For each line in the records that contains "hardware", make a copy.

[Opening SOURCE MATERIAL section]

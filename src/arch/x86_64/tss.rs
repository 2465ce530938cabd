//! # Task State Segment (TSS)
//!
//! The TSS is a hardware structure used by x86_64 processors for task management and
//! privilege level transitions. In 64-bit mode, the TSS is significantly simplified
//! compared to 32-bit mode and serves two main purposes:
//!
//! 1. **Privilege Stack Table (RSP0-RSP2)**: Provides kernel stack pointers for
//!    privilege level transitions (e.g., user mode → kernel mode during syscalls)
//!
//! 2. **Interrupt Stack Table (IST1-IST7)**: Provides dedicated stacks for specific
//!    interrupts/exceptions to prevent stack corruption during critical errors
//!
//! ## Why the TSS is Critical
//!
//! When a userspace program makes a system call or triggers an exception:
//! 1. CPU switches from user stack (untrusted) to kernel stack (trusted)
//! 2. CPU loads RSP from TSS.RSP0 (kernel stack pointer)
//! 3. CPU pushes user SS, RSP, RFLAGS, CS, RIP onto kernel stack
//! 4. Handler executes with known-good kernel stack
//!
//! Without a valid TSS, privilege transitions would fail → triple fault → reset
//!
//! ## IST (Interrupt Stack Table)
//!
//! The IST provides dedicated stacks for critical exceptions that might be triggered
//! while the kernel stack is in an inconsistent state:
//!
//! - **Double Fault (#DF)**: Occurs when exception handling fails. If we don't have
//!   a dedicated stack, the double fault handler itself would triple fault!
//! - **NMI (Non-Maskable Interrupt)**: Cannot be disabled, might occur during stack
//!   manipulation
//! - **Machine Check**: Critical hardware error that needs its own stack
//!
//! ## Stack Layout
//!
//! Each stack in the TSS should be properly aligned and sized:
//! - **Size**: 16 KiB per stack (4 pages, reasonable for deep call chains)
//! - **Alignment**: 16 bytes (required for x86_64 ABI)
//! - **Guard Pages**: Future enhancement to detect stack overflow
//!
//! ## Safety Considerations
//!
//! The TSS and its stacks must:
//! 1. Live for the entire kernel lifetime (static storage)
//! 2. Be properly initialized before enabling interrupts
//! 3. Have valid stack pointers (writable, aligned, adequate size)
//! 4. Be updated per-CPU in SMP systems

use x86_64::structures::tss::TaskStateSegment;
use x86_64::VirtAddr;
use lazy_static::lazy_static;

/// Stack size for IST entries (16 KiB)
///
/// This should be sufficient for:
/// - Deep call stacks during exception handling
/// - Local variables in exception handlers
/// - Nested exceptions (though we try to avoid these)
pub const IST_STACK_SIZE: usize = 16 * 1024;

/// Stack size for privilege level transitions (16 KiB)
pub const PRIVILEGE_STACK_SIZE: usize = 16 * 1024;

/// IST index for double fault handler
///
/// The double fault exception (#DF) uses its own dedicated stack to ensure
/// it can always execute, even if the main kernel stack is corrupted.
pub const DOUBLE_FAULT_IST_INDEX: u16 = 0;

/// IST index for NMI (Non-Maskable Interrupt) handler
///
/// NMIs cannot be disabled and might occur during critical sections,
/// so they need a dedicated stack.
pub const NMI_IST_INDEX: u16 = 1;

/// IST index for machine check exception handler
///
/// Machine check exceptions indicate serious hardware errors and need
/// a dedicated stack to diagnose the problem.
pub const MACHINE_CHECK_IST_INDEX: u16 = 2;

/// Stack structure with proper alignment
///
/// #[repr(align(16))] ensures the stack is 16-byte aligned as required by
/// the x86_64 ABI (some SSE instructions require aligned stack).
#[repr(align(16))]
struct Stack([u8; IST_STACK_SIZE]);

impl Stack {
    /// Create a new zeroed stack
    const fn new() -> Self {
        Stack([0; IST_STACK_SIZE])
    }
}

/// Double fault stack (IST entry 0)
///
/// This stack is used when a double fault occurs. A double fault is triggered
/// when the CPU encounters an exception while trying to invoke the handler for
/// a previous exception.
///
/// Example scenario:
/// 1. Page fault occurs (invalid memory access)
/// 2. CPU tries to invoke page fault handler
/// 3. Page fault handler descriptor is invalid (or handler code is paged out)
/// 4. Another page fault occurs → double fault!
///
/// Without a dedicated stack, the double fault handler would itself cause a
/// triple fault (CPU reset).
static mut DOUBLE_FAULT_STACK: Stack = Stack::new();

/// NMI (Non-Maskable Interrupt) stack (IST entry 1)
///
/// NMIs cannot be disabled by the CLI instruction and can occur at any time,
/// including during stack manipulation. A dedicated stack ensures the NMI
/// handler can always execute safely.
static mut NMI_STACK: Stack = Stack::new();

/// Machine check exception stack (IST entry 2)
///
/// Machine check exceptions indicate serious hardware errors (e.g., memory
/// corruption, bus errors). A dedicated stack allows diagnostics even when
/// the system is in a critical state.
static mut MACHINE_CHECK_STACK: Stack = Stack::new();

/// Privilege level 0 stack (kernel stack for syscalls/interrupts)
///
/// This is a temporary stack used during early boot. Once the process
/// subsystem is initialized, each thread will have its own kernel stack,
/// and TSS.RSP0 will be updated on each context switch.
static mut PRIVILEGE_STACK: Stack = Stack::new();

lazy_static! {
    /// Global Task State Segment
    ///
    /// This TSS is shared by all CPUs during early boot. In a full SMP system,
    /// each CPU should have its own TSS with per-CPU stacks.
    pub static ref TSS: TaskStateSegment = {
        let mut tss = TaskStateSegment::new();

        // Set up Interrupt Stack Table (IST)
        // Each entry points to the *top* of the stack (stacks grow downward)

        // IST[0]: Double fault stack
        tss.interrupt_stack_table[DOUBLE_FAULT_IST_INDEX as usize] = {
            let stack_start = VirtAddr::from_ptr(unsafe { &DOUBLE_FAULT_STACK });
            let stack_top = stack_start + IST_STACK_SIZE;
            stack_top
        };

        // IST[1]: NMI stack
        tss.interrupt_stack_table[NMI_IST_INDEX as usize] = {
            let stack_start = VirtAddr::from_ptr(unsafe { &NMI_STACK });
            let stack_top = stack_start + IST_STACK_SIZE;
            stack_top
        };

        // IST[2]: Machine check stack
        tss.interrupt_stack_table[MACHINE_CHECK_IST_INDEX as usize] = {
            let stack_start = VirtAddr::from_ptr(unsafe { &MACHINE_CHECK_STACK });
            let stack_top = stack_start + IST_STACK_SIZE;
            stack_top
        };

        // Set up Privilege Stack Table
        // RSP0 is used when transitioning from user mode (Ring 3) to kernel mode (Ring 0)
        // This will be updated per-thread once the process subsystem is initialized
        tss.privilege_stack_table[0] = {
            let stack_start = VirtAddr::from_ptr(unsafe { &PRIVILEGE_STACK });
            let stack_top = stack_start + PRIVILEGE_STACK_SIZE;
            stack_top
        };

        tss
    };
}

/// Initialize the Task State Segment
///
/// This function should be called during early boot, after GDT initialization.
/// It ensures the TSS is properly set up before any interrupts or privilege
/// transitions can occur.
///
/// # Safety
///
/// Must be called exactly once during boot, after GDT is loaded.
pub unsafe fn init_tss() {
    // The TSS is automatically initialized by the lazy_static macro.
    // This function exists to force initialization and provide a clear
    // initialization point in the boot sequence.
    //
    // The actual loading of the TSS into the CPU happens in gdt.rs
    // via the `load_tss()` instruction.
    let _ = &*TSS;
}

/// Update the kernel stack pointer in the TSS
///
/// This function should be called during context switches to update RSP0
/// with the kernel stack of the new thread. This ensures that when the
/// thread makes a syscall or receives an interrupt, the CPU switches to
/// the correct kernel stack.
///
/// # Arguments
///
/// * `stack_top` - Virtual address of the top of the kernel stack
///
/// # Safety
///
/// - `stack_top` must point to a valid, writable kernel stack
/// - The stack must be properly aligned (16-byte alignment)
/// - The stack must have sufficient size (at least 4 KiB recommended)
/// - This function is not thread-safe; caller must ensure proper synchronization
///
/// # Example
///
/// ```no_run
/// // During context switch to a new thread:
/// let kernel_stack_top = thread.kernel_stack_base + KERNEL_STACK_SIZE;
/// unsafe {
///     set_kernel_stack(VirtAddr::new(kernel_stack_top));
/// }
/// ```
pub unsafe fn set_kernel_stack(stack_top: VirtAddr) {
    // `TSS` is `&'static` because `lazy_static!` only hands out shared
    // references, but the GDT's TSS descriptor addresses this same memory
    // directly; the hardware doesn't care about Rust's aliasing rules here.
    // Single-core only -- an SMP port would need one TSS per CPU instead of
    // mutating the shared one.
    let tss_ptr = &*TSS as *const TaskStateSegment as *mut TaskStateSegment;
    (*tss_ptr).privilege_stack_table[0] = stack_top;
}

/// Get the current kernel stack pointer from the TSS
///
/// Returns the stack pointer that will be used for the next privilege
/// level transition (syscall or interrupt from userspace).
pub fn get_kernel_stack() -> VirtAddr {
    TSS.privilege_stack_table[0]
}

/// Validate that all TSS stacks are properly configured
///
/// This is a debug/test function to ensure the TSS was initialized correctly.
/// It checks that:
/// - All IST entries point to valid addresses
/// - Stack pointers are properly aligned
/// - Stacks don't overlap
#[cfg(debug_assertions)]
pub fn validate_tss() -> Result<(), &'static str> {
    // Check double fault stack
    let df_stack = TSS.interrupt_stack_table[DOUBLE_FAULT_IST_INDEX as usize];
    if df_stack.is_null() {
        return Err("Double fault IST stack is null");
    }
    if df_stack.as_u64() % 16 != 0 {
        return Err("Double fault IST stack is not 16-byte aligned");
    }

    // Check NMI stack
    let nmi_stack = TSS.interrupt_stack_table[NMI_IST_INDEX as usize];
    if nmi_stack.is_null() {
        return Err("NMI IST stack is null");
    }
    if nmi_stack.as_u64() % 16 != 0 {
        return Err("NMI IST stack is not 16-byte aligned");
    }

    // Check machine check stack
    let mc_stack = TSS.interrupt_stack_table[MACHINE_CHECK_IST_INDEX as usize];
    if mc_stack.is_null() {
        return Err("Machine check IST stack is null");
    }
    if mc_stack.as_u64() % 16 != 0 {
        return Err("Machine check IST stack is not 16-byte aligned");
    }

    // Check privilege stack
    let priv_stack = TSS.privilege_stack_table[0];
    if priv_stack.is_null() {
        return Err("Privilege stack (RSP0) is null");
    }
    if priv_stack.as_u64() % 16 != 0 {
        return Err("Privilege stack (RSP0) is not 16-byte aligned");
    }

    Ok(())
}

#[cfg(test)]
mod tests {
    use super::*;

    #[test]
    fn test_stack_alignment() {
        // Verify stacks are properly aligned
        let stack = Stack::new();
        let addr = &stack as *const _ as usize;
        assert_eq!(addr % 16, 0, "Stack must be 16-byte aligned");
    }

    #[test]
    fn test_stack_size() {
        // Verify stack size is correct
        assert_eq!(
            core::mem::size_of::<Stack>(),
            IST_STACK_SIZE,
            "Stack size mismatch"
        );
    }

    #[test]
    fn test_tss_initialization() {
        // Verify TSS is properly initialized
        let tss = &*TSS;

        // Check IST entries are non-null
        assert!(
            !tss.interrupt_stack_table[DOUBLE_FAULT_IST_INDEX as usize].is_null(),
            "Double fault IST not initialized"
        );
        assert!(
            !tss.interrupt_stack_table[NMI_IST_INDEX as usize].is_null(),
            "NMI IST not initialized"
        );
        assert!(
            !tss.interrupt_stack_table[MACHINE_CHECK_IST_INDEX as usize].is_null(),
            "Machine check IST not initialized"
        );

        // Check privilege stack is non-null
        assert!(
            !tss.privilege_stack_table[0].is_null(),
            "Privilege stack not initialized"
        );
    }
}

[Closing SOURCE MATERIAL section]

### WORKED SOLUTION
//! The TSS is a hardware structure used by x86_64 processors for task management and
//! - **Machine Check**: Critical hardware error that needs its own stack
/// Machine check exceptions indicate serious hardware errors and need
/// Machine check exceptions indicate serious hardware errors (e.g., memory
    // directly; the hardware doesn't care about Rust's aliasing rules here.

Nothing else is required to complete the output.